Pero no todo es músculo técnico. En una secuencia (la más lograda para quien esto escribe, incluso por arriba del famoso plano secuencia), Pedro habla por teléfono a casa, a su natal Puebla. Mientras espera a que su padre tome el teléfono, los sonidos ambiente de su hogar se cuelan en la llamada y él los recuerda como imágenes en un sueño.

El mayor logro de esta cinta es justo ese, expresar la angustia migrante más allá de la migra, y de la green card, esa añoranza terrible por el terruño mezclada por el deseo de la vida mejor que se negó en casa.

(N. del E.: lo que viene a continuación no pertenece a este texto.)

use crate::crypto::SignatureAlgorithm;
use crate::utils::{Result, YacError};
use ed25519_dalek::{Keypair as DalekKeypair, PublicKey as DalekPublic, SecretKey};
use serde::{Deserialize, Serialize};
use std::fmt;
use std::fs;
use std::path::Path;

/// Public key tagged with the algorithm it verifies under.
#[derive(Clone, PartialEq, Eq, Hash, PartialOrd, Ord, Serialize, Deserialize)]
pub struct PublicKey {
    pub algorithm: SignatureAlgorithm,
    pub bytes: Vec<u8>,
}

impl PublicKey {
    pub fn new(algorithm: SignatureAlgorithm, bytes: Vec<u8>) -> Self {
        Self { algorithm, bytes }
    }

    pub fn from_hex(algorithm: SignatureAlgorithm, s: &str) -> Result<Self> {
        let bytes = hex::decode(s.trim()).map_err(|e| YacError::InvalidKey(e.to_string()))?;
        if bytes.len() != ed25519_dalek::PUBLIC_KEY_LENGTH {
            return Err(YacError::InvalidKey(format!("public key must be {} bytes", ed25519_dalek::PUBLIC_KEY_LENGTH)));
        }
        Ok(Self { algorithm, bytes })
    }

    pub fn to_hex(&self) -> String {
        hex::encode(&self.bytes)
    }
}

impl fmt::Debug for PublicKey {
    fn fmt(&self, f: &mut fmt::Formatter<'_>) -> fmt::Result {
        write!(f, "PublicKey({}:{})", self.algorithm, self.to_hex())
    }
}

impl fmt::Display for PublicKey {
    fn fmt(&self, f: &mut fmt::Formatter<'_>) -> fmt::Result {
        f.write_str(&self.to_hex())
    }
}

/// Local signing key. Not `Clone`; share it behind an `Arc`.
pub struct Keypair {
    pub algorithm: SignatureAlgorithm,
    pub keypair: DalekKeypair,
}

impl Keypair {
    /// Generate a new random keypair
    pub fn generate(algorithm: SignatureAlgorithm) -> Self {
        let seed: [u8; 32] = rand::random();
        let sk = SecretKey::from_bytes(&seed).expect("32-byte seed is always a valid secret key");
        let pk = DalekPublic::from(&sk);
        Self { algorithm, keypair: DalekKeypair { secret: sk, public: pk } }
    }

    /// Construct from raw seed bytes
    pub fn from_seed(algorithm: SignatureAlgorithm, secret: &[u8]) -> Result<Self> {
        let sk = SecretKey::from_bytes(secret).map_err(|e| YacError::InvalidKey(e.to_string()))?;
        let pk = DalekPublic::from(&sk);
        Ok(Self { algorithm, keypair: DalekKeypair { secret: sk, public: pk } })
    }

    /// Load a hex-encoded seed from disk
    pub fn load<P: AsRef<Path>>(algorithm: SignatureAlgorithm, path: P) -> Result<Self> {
        let path = path.as_ref();
        let data = fs::read_to_string(path).map_err(|e| match e.kind() {
            std::io::ErrorKind::NotFound => YacError::MissingKey,
            _ => YacError::Io(e),
        })?;
        let seed = hex::decode(data.trim()).map_err(|e| YacError::InvalidKey(e.to_string()))?;
        Self::from_seed(algorithm, &seed)
    }

    /// Write the seed as hex to disk
    pub fn save<P: AsRef<Path>>(&self, path: P) -> Result<()> {
        fs::write(path, hex::encode(self.seed_bytes()))?;
        Ok(())
    }

    /// Get public key
    pub fn public(&self) -> PublicKey {
        PublicKey::new(self.algorithm, self.keypair.public.to_bytes().to_vec())
    }

    /// Export secret as bytes
    pub fn seed_bytes(&self) -> [u8; 32] {
        self.keypair.secret.to_bytes()
    }
}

Una contradicción que los migrantes viven con intensidad todos los días.

El final es problemático, ¿realmente el “malévolo” patrón es un explotador que casi casi crucifica a sus empleados? No me parece, pero lo que sí es cierto es que en efecto, sus empleados tienen la capacidad de detener su mundo, de detener el sistema, de detener al capitalismo. Que nunca llegue ese Día sin Mexicanos (Arau, 2004), porque entonces sí, a ver cómo se las arregla Mr. Trump.